John Eliot Gardiner finds reason to believe that Bach attached exceptional significance to Advent Sunday, sc the first Sunday of the liturgical season leading up to Christmas. Without risking rash guesswork I infer that this exceptional significance must come from its being Advent rather than just from its being first in a cycle, so the second disc of this 2-part set, devoted to the 4th Sunday of Advent, must be more or less equally important. It certainly is as far as I am concerned, but only because the music is equally good. The maestro has stopped talking about exceptional significance by the time we reach the second disc, and I have not managed to be clear in my own mind why the first was so exceptional. Gardiner rightly points out how good the music on it is, but you could say as much about any of the 27 volumes of this great `pilgrimage' series. Sublime music is the norm in the Bach cantatas, not something exceptional. Further intellectual effort is required if one wishes to disentangle the 4th Sunday of Advent from the 26th Sunday after Trinity and the feast of the Visitation, so I have decided to assign the solution of that riddle to the category of revealed truths that are above reason and turn instead to what interests me, namely the music and its performance and recording.

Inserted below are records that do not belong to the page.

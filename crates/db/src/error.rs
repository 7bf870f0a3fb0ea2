//! Typed error type for the db crate.

use thiserror::Error;

#[derive(Debug, Error)]
pub enum DbError {
    #[error("sqlx error: {0}")]
    Sqlx(#[from] sqlx::Error),

    #[error("row not found")]
    NotFound,

    #[error("migration error: {0}")]
    Migration(#[from] sqlx::migrate::MigrateError),

    /// Seed data that does not pass musician validation.
    #[error("invalid seed record: {0}")]
    InvalidSeed(#[from] catalog::ValidationError),
}
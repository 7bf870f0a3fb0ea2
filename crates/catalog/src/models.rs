//! Core domain models for musicians.
//!
//! `MusicianInput` is what arrives on the wire: both fields may be missing.
//! `MusicianDraft` only exists after validation and always holds trimmed,
//! in-bounds values, so the persistence layer can take it at face value.

use serde::{Deserialize, Serialize};

// ---------------------------------------------------------------------------
// MusicianInput
// ---------------------------------------------------------------------------

/// Unvalidated `{name, instrument}` body of a create or update request.
#[derive(Debug, Clone, Default, PartialEq, Eq, Serialize, Deserialize)]
pub struct MusicianInput {
    #[serde(default)]
    pub name: Option<String>,
    #[serde(default)]
    pub instrument: Option<String>,
}

impl MusicianInput {
    pub fn new(name: impl Into<String>, instrument: impl Into<String>) -> Self {
        Self {
            name: Some(name.into()),
            instrument: Some(instrument.into()),
        }
    }
}

// ---------------------------------------------------------------------------
// MusicianDraft
// ---------------------------------------------------------------------------

/// A musician that passed validation and is ready to be written.
#[derive(Debug, Clone, PartialEq, Eq, Serialize, Deserialize)]
pub struct MusicianDraft {
    pub name: String,
    pub instrument: String,
}
//! Route handlers and the state they share.

pub mod bands;
pub mod musicians;

use std::sync::Arc;

use axum::Json;
use db::{BandRepository, DbPool, MusicianRepository, SqliteStore};
use serde_json::{json, Value};

use crate::ApiError;

/// Shared state handed to every handler.
#[derive(Clone)]
pub struct AppState {
    pub musicians: Arc<dyn MusicianRepository>,
    pub bands: Arc<dyn BandRepository>,
}

impl AppState {
    pub fn new(musicians: Arc<dyn MusicianRepository>, bands: Arc<dyn BandRepository>) -> Self {
        Self { musicians, bands }
    }

    /// Back both repositories with one SQLite pool.
    pub fn from_pool(pool: DbPool) -> Self {
        let store = Arc::new(SqliteStore::new(pool));
        Self {
            musicians: store.clone(),
            bands: store,
        }
    }
}

pub async fn health() -> Json<Value> {
    Json(json!({ "status": "ok", "version": env!("CARGO_PKG_VERSION") }))
}

/// Parse a path id.  Anything that is not an integer cannot name a record,
/// so it is reported the same way as a missing one.
fn parse_id(raw: &str, resource: &'static str) -> Result<i64, ApiError> {
    raw.parse().map_err(|_| ApiError::NotFound(resource))
}
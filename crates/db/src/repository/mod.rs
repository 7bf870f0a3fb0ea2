//! Repository functions — one function per database operation.
//!
//! Every function takes a `&DbPool` and returns a `Result<T, DbError>`.
//! The writes the seed routine batches take any `SqliteExecutor`, so they
//! also run inside a transaction.
//! No business logic — pure SQL.

pub mod bands;
pub mod musicians;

Now that all the 27 parts of the pilgrimage have been issued, the format is probably fairly familiar. Over the year 2000 Gardiner and his associates traversed Europe, and even reached America at the end, performing the extant Bach cantatas on the liturgical dates (with variations due to different dates of Easter) for which they had been written. The scale of the undertaking hardly needs emphasising, and although the magnitude of the achievement is downright amazing it is only what the stature of the music demands. We know from contributions to the `diary' of the pilgrimage from the performers that they were often learning the music from scratch before they had to perform and record it less than a week later, and I can only suppose that they were kept inspired by the thought that Bach had had just as little time to compose and rehearse the works in the first place.

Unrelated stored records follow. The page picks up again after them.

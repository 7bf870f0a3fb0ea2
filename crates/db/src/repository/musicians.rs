//! Musician CRUD operations.

use catalog::MusicianDraft;
use chrono::Utc;
use sqlx::SqliteExecutor;
use tracing::debug;

use crate::{models::MusicianRow, DbError, DbPool};

const MUSICIAN_COLUMNS: &str = "id, name, instrument, created_at, updated_at";

/// Insert a new musician and return it with its generated id.
///
/// `draft` must come out of `catalog::validate_musician`.  Accepts the pool
/// or an open transaction.
pub async fn create_musician<'e, E>(executor: E, draft: &MusicianDraft) -> Result<MusicianRow, DbError>
where
    E: SqliteExecutor<'e>,
{
    let now = Utc::now();

    let row = sqlx::query_as::<_, MusicianRow>(&format!(
        r#"
        INSERT INTO musicians (name, instrument, created_at, updated_at)
        VALUES (?1, ?2, ?3, ?3)
        RETURNING {MUSICIAN_COLUMNS}
        "#
    ))
    .bind(&draft.name)
    .bind(&draft.instrument)
    .bind(now)
    .fetch_one(executor)
    .await?;

    debug!(id = row.id, "created musician");
    Ok(row)
}

/// Fetch a single musician by its primary key.
pub async fn get_musician(pool: &DbPool, id: i64) -> Result<MusicianRow, DbError> {
    let row = sqlx::query_as::<_, MusicianRow>(&format!(
        "SELECT {MUSICIAN_COLUMNS} FROM musicians WHERE id = ?1"
    ))
    .bind(id)
    .fetch_optional(pool)
    .await?
    .ok_or(DbError::NotFound)?;

    Ok(row)
}

/// Return all musicians in insertion order.
pub async fn list_musicians(pool: &DbPool) -> Result<Vec<MusicianRow>, DbError> {
    let rows = sqlx::query_as::<_, MusicianRow>(&format!(
        "SELECT {MUSICIAN_COLUMNS} FROM musicians ORDER BY id"
    ))
    .fetch_all(pool)
    .await?;

    Ok(rows)
}

/// Replace `name` and `instrument` of an existing musician.
///
/// Returns `DbError::NotFound` if no row has the given id.
pub async fn update_musician(
    pool: &DbPool,
    id: i64,
    draft: &MusicianDraft,
) -> Result<MusicianRow, DbError> {
    let row = sqlx::query_as::<_, MusicianRow>(&format!(
        r#"
        UPDATE musicians
        SET name = ?1, instrument = ?2, updated_at = ?3
        WHERE id = ?4
        RETURNING {MUSICIAN_COLUMNS}
        "#
    ))
    .bind(&draft.name)
    .bind(&draft.instrument)
    .bind(Utc::now())
    .bind(id)
    .fetch_optional(pool)
    .await?
    .ok_or(DbError::NotFound)?;

    debug!(id, "updated musician");
    Ok(row)
}

/// Permanently delete a musician by its primary key.
///
/// Returns `DbError::NotFound` if no row was deleted.
pub async fn delete_musician(pool: &DbPool, id: i64) -> Result<(), DbError> {
    let result = sqlx::query("DELETE FROM musicians WHERE id = ?1")
        .bind(id)
        .execute(pool)
        .await?;

    if result.rows_affected() == 0 {
        return Err(DbError::NotFound);
    }

    debug!(id, "deleted musician");
    Ok(())
}

/// Delete every musician.  Band memberships go with them.
pub async fn delete_all_musicians<'e, E>(executor: E) -> Result<u64, DbError>
where
    E: SqliteExecutor<'e>,
{
    let result = sqlx::query("DELETE FROM musicians").execute(executor).await?;
    Ok(result.rows_affected())
}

Whatever the truth of that, there has hardly been a weakness throughout as much of the undertaking as my collection now contains, and that is 25 sets of the 27. As I keep having to say in reviewing the successive issues, everyone's work is admirable, be it the solo or choral singers, the instrumentalists, the director himself or the recording technicians who have had to keep adapting to a bewildering succession of new acoustical conditions as the caravan moves on from place to place. Now knowing 25 volumes I ought to be able to generalise and say that what distinguishes each volume is not just its individual excellence but the sense that each is part of a greater unity. This speaks to the artistic vision of the director of course, but also to the personal leadership and sheer managerial competence that he must have been required to exercise.
The detailed layout of each issue is always the same. The format is attractive and original, resembling a book but making it a little tricky to handle the physical discs safely. Period instruments are of course used, and there is a wealth of scholarly and personal comment from Gardiner over and above the full sung texts in German with English translation. The supplementary essay, this time from the violinist Hildburg Williams, is exceptionally interesting also. Commenting on the way Gardiner shaped the vocal expression, and applying the same philosophy to the instrumental work, Williams talks of the `deeper meaning' and `follow[ing] the inflections of the text'. If I understand this rightly, it surely means that the aim was to penetrate to the core of total and unswerving belief that possessed this great composer and drew the music out of him, the often mediocre verses significant only because of the suggestion they held for Bach. In passing, who what or where is `Musica', invoked in one of the chorales in BWV 36? She or it is a new one not only on me but also on my Liddell and Scott Greek lexicon, and may owe her existence only to the divine afflatus of Herr Philipp Nicolai.
Better known is the famous chorale usually referred to in English as `Jesu Joy' from BWV 147. This occurs, with less familiar texts, twice in that cantata, ending each of its two sections in a lovely rendering that is inward without being introverted. All in all, a joy of a set indeed.